In tema di Tarsu applicabile ai campeggi, le aree scoperte operative sono tassate per intero, mentre, quelle pertinenziali od accessorie ai locali tassabili, sono escluse dal tributo; senza che sia ipotizzabile una diversa tassazione in base ai regolamenti comunali.
Queste conclusioni si leggono nella sentenza n. 4754/2010 della sezione tributaria della Corte di cassazione, depositata in cancelleria lo scorso 26 febbraio.
La vertenza traeva origine da due cartelle di pagamento con cui il comune di Bagno di Romagna, località termale in provincia di Forlì, richiedeva a un campeggio una maggiore Tarsu per gli anni 2000 e 2001 con interessi e sanzioni.
La società, opponendo le cartelle di pagamento, riteneva troppo alta la tassa sui rifiuti applicata dal comune e chiedeva un congruo ridimensionamento; in subordine chiedeva la riduzione del 50% delle superfici scoperte, così come previsto dal regolamento comunale in osservanza alle disposizioni del primo comma dell'articolo 66 del dlgs n. 507/93.
La Commissione provinciale di Forlì rigettava il ricorso; decisione che veniva riformata dai giudici regionali emiliani che invece ritenevano applicabile la riduzione del cinquanta per cento alle superfici esterne, così come previsto dall'articolo 15 del regolamento del comune emiliano.
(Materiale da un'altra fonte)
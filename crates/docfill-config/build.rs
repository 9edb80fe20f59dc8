fn main() {
    // option_env!() values are cached by cargo unless it is told to watch them.
    println!("cargo:rerun-if-env-changed=DOCFILL_API_URL");
}
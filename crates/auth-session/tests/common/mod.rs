#![allow(dead_code)]

use async_trait::async_trait;
use auth_session::{
    ApiError, AuthService, AuthSession, AuthTokens, Credentials, LoginResponse, RegisterData,
    RegisterResponse, SessionConfig, SessionEvent, TokenHolder, User,
};
use parking_lot::Mutex;
use session_storage::{KeyValueStorage, MemoryStorage};
use std::sync::atomic::{AtomicUsize, Ordering};
use std::sync::Arc;
use std::time::Duration;
use tokio::sync::broadcast;

pub const STORAGE_KEY: &str = "auth-storage";

/// Scriptable backend that counts every call.
pub struct MockAuthService {
    pub login_calls: AtomicUsize,
    pub demo_calls: AtomicUsize,
    pub register_calls: AtomicUsize,
    pub refresh_calls: AtomicUsize,
    pub me_calls: AtomicUsize,
    pub logout_calls: AtomicUsize,
    login: Mutex<Result<LoginResponse, ApiError>>,
    register: Mutex<Result<RegisterResponse, ApiError>>,
    refresh_error: Mutex<Option<ApiError>>,
    refresh_expires_in: Mutex<i64>,
    refresh_delay: Mutex<Duration>,
    me: Mutex<Result<User, ApiError>>,
    logout: Mutex<Result<(), ApiError>>,
}

impl MockAuthService {
    pub fn new() -> Arc<Self> {
        Arc::new(Self {
            login_calls: AtomicUsize::new(0),
            demo_calls: AtomicUsize::new(0),
            register_calls: AtomicUsize::new(0),
            refresh_calls: AtomicUsize::new(0),
            me_calls: AtomicUsize::new(0),
            logout_calls: AtomicUsize::new(0),
            login: Mutex::new(Ok(login_response("at-login", 900))),
            register: Mutex::new(Ok(RegisterResponse {
                user: test_user(),
                tokens: None,
            })),
            refresh_error: Mutex::new(None),
            refresh_expires_in: Mutex::new(900),
            refresh_delay: Mutex::new(Duration::ZERO),
            me: Mutex::new(Ok(test_user())),
            logout: Mutex::new(Ok(())),
        })
    }

    pub fn set_login(&self, result: Result<LoginResponse, ApiError>) {
        *self.login.lock() = result;
    }

    pub fn set_register(&self, result: Result<RegisterResponse, ApiError>) {
        *self.register.lock() = result;
    }

    pub fn fail_refresh(&self, error: ApiError) {
        *self.refresh_error.lock() = Some(error);
    }

    pub fn set_refresh_expires_in(&self, secs: i64) {
        *self.refresh_expires_in.lock() = secs;
    }

    pub fn set_refresh_delay(&self, delay: Duration) {
        *self.refresh_delay.lock() = delay;
    }

    pub fn set_me(&self, result: Result<User, ApiError>) {
        *self.me.lock() = result;
    }

    pub fn set_logout(&self, result: Result<(), ApiError>) {
        *self.logout.lock() = result;
    }

    pub fn calls(counter: &AtomicUsize) -> usize {
        counter.load(Ordering::SeqCst)
    }
}

#[async_trait]
impl AuthService for MockAuthService {
    async fn login(&self, _credentials: &Credentials) -> Result<LoginResponse, ApiError> {
        self.login_calls.fetch_add(1, Ordering::SeqCst);
        self.login.lock().clone()
    }

    async fn demo_login(&self) -> Result<LoginResponse, ApiError> {
        self.demo_calls.fetch_add(1, Ordering::SeqCst);
        Ok(login_response("at-demo", 900))
    }

    async fn register(&self, _data: &RegisterData) -> Result<RegisterResponse, ApiError> {
        self.register_calls.fetch_add(1, Ordering::SeqCst);
        self.register.lock().clone()
    }

    async fn refresh(&self, _refresh_token: Option<&str>) -> Result<AuthTokens, ApiError> {
        let n = self.refresh_calls.fetch_add(1, Ordering::SeqCst) + 1;
        let delay = *self.refresh_delay.lock();
        if !delay.is_zero() {
            tokio::time::sleep(delay).await;
        }
        if let Some(error) = self.refresh_error.lock().clone() {
            return Err(error);
        }
        Ok(AuthTokens::bearer(
            format!("at-refreshed-{n}"),
            *self.refresh_expires_in.lock(),
        ))
    }

    async fn current_user(&self) -> Result<User, ApiError> {
        self.me_calls.fetch_add(1, Ordering::SeqCst);
        self.me.lock().clone()
    }

    async fn logout(&self) -> Result<(), ApiError> {
        self.logout_calls.fetch_add(1, Ordering::SeqCst);
        self.logout.lock().clone()
    }

    async fn request_password_reset(&self, _email: &str) -> Result<(), ApiError> {
        Ok(())
    }

    async fn reset_password(&self, _token: &str, _new_password: &str) -> Result<(), ApiError> {
        Ok(())
    }
}

pub fn test_user() -> User {
    User {
        id: "user-1".to_string(),
        email: "jane@example.com".to_string(),
        full_name: Some("Jane Doe".to_string()),
        role: Some("user".to_string()),
        email_verified: true,
    }
}

pub fn login_response(access_token: &str, expires_in: i64) -> LoginResponse {
    LoginResponse {
        user: test_user(),
        tokens: AuthTokens::bearer(access_token, expires_in),
    }
}

/// A session over `storage`, as if the process had just started.
pub fn start_session(
    service: &Arc<MockAuthService>,
    storage: &Arc<MemoryStorage>,
) -> Arc<AuthSession> {
    Arc::new(AuthSession::new(
        SessionConfig::default(),
        Arc::clone(service) as Arc<dyn AuthService>,
        Arc::clone(storage) as Arc<dyn KeyValueStorage>,
        Arc::new(TokenHolder::new()),
    ))
}

/// Fresh backend, storage and session.
pub fn fresh() -> (Arc<MockAuthService>, Arc<MemoryStorage>, Arc<AuthSession>) {
    let service = MockAuthService::new();
    let storage = Arc::new(MemoryStorage::new());
    let session = start_session(&service, &storage);
    (service, storage, session)
}

/// Raw persisted record text.
pub fn raw_record(storage: &MemoryStorage) -> Option<String> {
    storage.get(STORAGE_KEY).expect("memory storage never fails")
}

/// Everything currently queued on a subscription.
pub fn drain(rx: &mut broadcast::Receiver<SessionEvent>) -> Vec<SessionEvent> {
    let mut events = Vec::new();
    while let Ok(event) = rx.try_recv() {
        events.push(event);
    }
    events
}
La Cassazione tributaria, capovolgendo la sentenza dei giudici d'appello, ha accolto il ricorso presentato dall'ente locale e, decidendo senza rinvio, ha ritenuto interamente tassabili le aree scoperte operative utilizzate dal campeggio.
I giudici supremi sono quindi passati ad esaminare le norme applicabili alla quantificazione della tassa (o della tariffa) relativa allo smaltimento dei rifiuti dei campeggi; osservano come il dlgs n. 507/93, all'articolo 68, comma secondo, lettera b) consideri i campeggi quale categoria unitaria di utilizzazione di aree, e non preveda, in sede di regolamenti comunali, la possibilità di un diverso criterio di tassazione (Cassazione n. 18862/2004 e n. 11600/2004).
La Corte quindi rileva come le disposizioni di cui ai primi due commi all'articolo 66 del dlgs n. 507/93 siano state abrogate dall'articolo 2, comma 4-bis, del dl n. 599/96; quindi aggiunge che il regime di tassazione delle aree scoperte, diverse da quelle pertinenziali o accessorie di civili abitazioni, si ricava dalle disposizioni dell'articolo 6 del decreto legge n. 328/97 convertito nella legge n. 410/97 e dell'articolo 1, comma terzo del decreto legge n. 8/1999 convertito nella legge n. 75/1999, in base ai quali, le superfici scoperte operative sono sempre tassate per intero. Quanto stabilito dagli ermellini fornisce lo spunto per evidenziare come detta fattispecie sia applicabile a tutte le realtà aziendali, anche diverse dai campeggi, che siano ricomprese nel novero del citato articolo 68 del dlgs n. 507/93 e presentino superfici scoperte operative, che dovranno quindi essere tassate per intero.
Infine, concludono i giudici di piazza Cavour, saranno escluse dal tributo, solo quelle altre superfici scoperte, pertinenziali od accessorie a locali tassabili.